By the end of that year, having left school, he enlisted in the army, joining the Royal West Kent Regiment. He served most of his twelve years’ enrolment in India, although he suffered numerous hospital admissions for dysentery, ague and orchitis (a swelling of the testicles, often brought about by a sexually transmitted bacterial infection), amongst other ailments.

On being demobbed, Walter became a postman; he moved to Gillingham, and was given a round serving the Eastcourt area of the town. A year later, he married Rose Brenchley, and the couple went on to have four children; Ada, Violet, Frederick and Hilda.

Hostilities began, and, in July 1915, Walter enlisted in the 8th (City of London) Battalion, The London Regiment (Post Office Rifles). Rifleman Bromley served as part of the Territorial Force for his first year, before being sent to France in August 1916.
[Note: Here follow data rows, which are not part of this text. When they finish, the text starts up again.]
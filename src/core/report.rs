//! Report aggregation: totals, per-category breakdowns and per-day
//! series over work days and maintenance records.
//!
//! Pure fold over already-loaded rows; date filtering happens here so
//! the same loaded set can serve several periods.

use crate::models::{MaintenanceRecord, WorkDay};
use chrono::NaiveDate;
use serde::Serialize;
use std::collections::BTreeMap;

/// Aggregate for one earning category or fuel type.
#[derive(Debug, Clone, Default, Serialize, PartialEq)]
pub struct CategoryStat {
    pub total: f64,
    /// Number of work days contributing to the category.
    pub entries: u32,
    pub average: f64,
}

/// One chart point per worked day inside the period.
#[derive(Debug, Clone, Serialize)]
pub struct DailyPoint {
    pub date: NaiveDate,
    pub earnings: f64,
    pub fuel: f64,
    pub trips: u32,
}

#[derive(Debug, Default, Serialize)]
pub struct Report {
    pub total_earnings: f64,
    pub total_fuel: f64,
    pub total_maintenance: f64,
    pub trips: u32,
    pub days_worked: u32,
    /// Categories with no contributing day inside the period are omitted.
    pub earnings_by_category: BTreeMap<String, CategoryStat>,
    pub fuel_by_type: BTreeMap<String, CategoryStat>,
    pub daily: Vec<DailyPoint>,
}

impl Report {
    pub fn net(&self) -> f64 {
        self.total_earnings - self.total_fuel - self.total_maintenance
    }
}

/// Build a report restricted to `bounds` (inclusive); `None` = all-time.
pub fn build_report(
    work_days: &[WorkDay],
    maintenance: &[MaintenanceRecord],
    bounds: Option<(NaiveDate, NaiveDate)>,
) -> Report {
    let in_bounds = |date: NaiveDate| match bounds {
        Some((start, end)) => date >= start && date <= end,
        None => true,
    };

    let mut report = Report::default();
    let mut earnings: BTreeMap<String, (f64, u32)> = BTreeMap::new();
    let mut fuel: BTreeMap<String, (f64, u32)> = BTreeMap::new();

    let mut days: Vec<&WorkDay> = work_days.iter().filter(|d| in_bounds(d.date)).collect();
    days.sort_by_key(|d| d.date);

    for day in &days {
        report.days_worked += 1;
        report.trips += day.trips;

        for (category, amount) in &day.earnings {
            report.total_earnings += amount;
            let slot = earnings.entry(category.clone()).or_default();
            slot.0 += amount;
            slot.1 += 1;
        }

        for (fuel_type, amount) in &day.fuel_expenses {
            report.total_fuel += amount;
            let slot = fuel.entry(fuel_type.clone()).or_default();
            slot.0 += amount;
            slot.1 += 1;
        }

        report.daily.push(DailyPoint {
            date: day.date,
            earnings: day.total_earnings(),
            fuel: day.total_fuel(),
            trips: day.trips,
        });
    }

    for rec in maintenance {
        if in_bounds(rec.date) {
            report.total_maintenance += rec.cost;
        }
    }

    report.earnings_by_category = finalize(earnings);
    report.fuel_by_type = finalize(fuel);

    report
}

fn finalize(raw: BTreeMap<String, (f64, u32)>) -> BTreeMap<String, CategoryStat> {
    raw.into_iter()
        .map(|(name, (total, entries))| {
            (
                name,
                CategoryStat {
                    total,
                    entries,
                    average: total / entries as f64,
                },
            )
        })
        .collect()
}

#[cfg(test)]
mod tests {
    use super::*;
    use std::collections::BTreeMap;

    fn d(s: &str) -> NaiveDate {
        NaiveDate::parse_from_str(s, "%Y-%m-%d").unwrap()
    }

    fn day(id: i64, date: &str, earnings: &[(&str, f64)], fuel: &[(&str, f64)]) -> WorkDay {
        WorkDay::new(
            id,
            d(date),
            10_000.0 + id as f64 * 100.0,
            8.0,
            12,
            earnings
                .iter()
                .map(|(k, v)| (k.to_string(), *v))
                .collect::<BTreeMap<_, _>>(),
            fuel.iter()
                .map(|(k, v)| (k.to_string(), *v))
                .collect::<BTreeMap<_, _>>(),
        )
    }

    fn maint(id: i64, date: &str, cost: f64) -> MaintenanceRecord {
        MaintenanceRecord {
            id,
            description: "service".to_string(),
            date: d(date),
            cost,
            km_at_service: None,
            reminder_km: None,
            reminder_date: None,
        }
    }

    #[test]
    fn empty_input_yields_zero_totals() {
        let r = build_report(&[], &[], Some((d("2024-06-01"), d("2024-06-30"))));
        assert_eq!(r.total_earnings, 0.0);
        assert_eq!(r.days_worked, 0);
        assert!(r.earnings_by_category.is_empty());
        assert!(r.daily.is_empty());
    }

    #[test]
    fn totals_respect_bounds() {
        let days = vec![
            day(1, "2024-06-05", &[("rides", 100.0)], &[("petrol", 20.0)]),
            day(2, "2024-06-20", &[("rides", 80.0)], &[("petrol", 15.0)]),
            day(3, "2024-07-01", &[("rides", 50.0)], &[]),
        ];
        let maintenance = vec![maint(1, "2024-06-10", 60.0), maint(2, "2024-08-01", 200.0)];

        let r = build_report(&days, &maintenance, Some((d("2024-06-01"), d("2024-06-30"))));

        assert_eq!(r.total_earnings, 180.0);
        assert_eq!(r.total_fuel, 35.0);
        assert_eq!(r.total_maintenance, 60.0);
        assert_eq!(r.days_worked, 2);
        assert_eq!(r.trips, 24);
        assert_eq!(r.daily.len(), 2);
    }

    #[test]
    fn category_totals_partition_the_period_total() {
        let days = vec![
            day(
                1,
                "2024-06-05",
                &[("rides", 100.0), ("tips", 12.5), ("bonus", 30.0)],
                &[],
            ),
            day(2, "2024-06-06", &[("rides", 85.0), ("tips", 5.0)], &[]),
        ];

        let r = build_report(&days, &[], None);

        let category_sum: f64 = r.earnings_by_category.values().map(|c| c.total).sum();
        assert!((category_sum - r.total_earnings).abs() < 1e-9);
        assert_eq!(r.total_earnings, 232.5);
    }

    #[test]
    fn averages_divide_by_contributing_days() {
        let days = vec![
            day(1, "2024-06-05", &[("rides", 100.0)], &[]),
            day(2, "2024-06-06", &[("rides", 80.0)], &[]),
            day(3, "2024-06-07", &[("tips", 10.0)], &[]),
        ];

        let r = build_report(&days, &[], None);

        let rides = &r.earnings_by_category["rides"];
        assert_eq!(rides.entries, 2);
        assert_eq!(rides.average, 90.0);

        // "tips" appears on one day only; no zero-entry categories exist.
        assert_eq!(r.earnings_by_category["tips"].entries, 1);
        assert!(!r.earnings_by_category.contains_key("bonus"));
    }

    #[test]
    fn daily_series_is_date_ordered() {
        let days = vec![
            day(2, "2024-06-20", &[("rides", 80.0)], &[]),
            day(1, "2024-06-05", &[("rides", 100.0)], &[]),
        ];

        let r = build_report(&days, &[], None);
        assert_eq!(r.daily[0].date, d("2024-06-05"));
        assert_eq!(r.daily[1].date, d("2024-06-20"));
    }

    #[test]
    fn net_subtracts_fuel_and_maintenance() {
        let days = vec![day(1, "2024-06-05", &[("rides", 100.0)], &[("lpg", 30.0)])];
        let maintenance = vec![maint(1, "2024-06-06", 25.0)];

        let r = build_report(&days, &maintenance, None);
        assert_eq!(r.net(), 45.0);
    }
}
His time there was cut short, however, as he received a gunshot wound in the left ankle. William was repatriated to England for treatment, and was eventually medically discharged from the army on 22nd August 1917.

Surprisingly, it seems not to have been the ankle wound that led to Rifleman Bromley’s passing, however. His pension records, instead, give his cause of death as a goitre contracted whilst on active service. Either way, he passed on 9th July 1918, at the age of 41 years old.

Walter Vaine Bromley lies at rest in the Woodlands Cemetery in his adopted home town of Gillingham in Kent.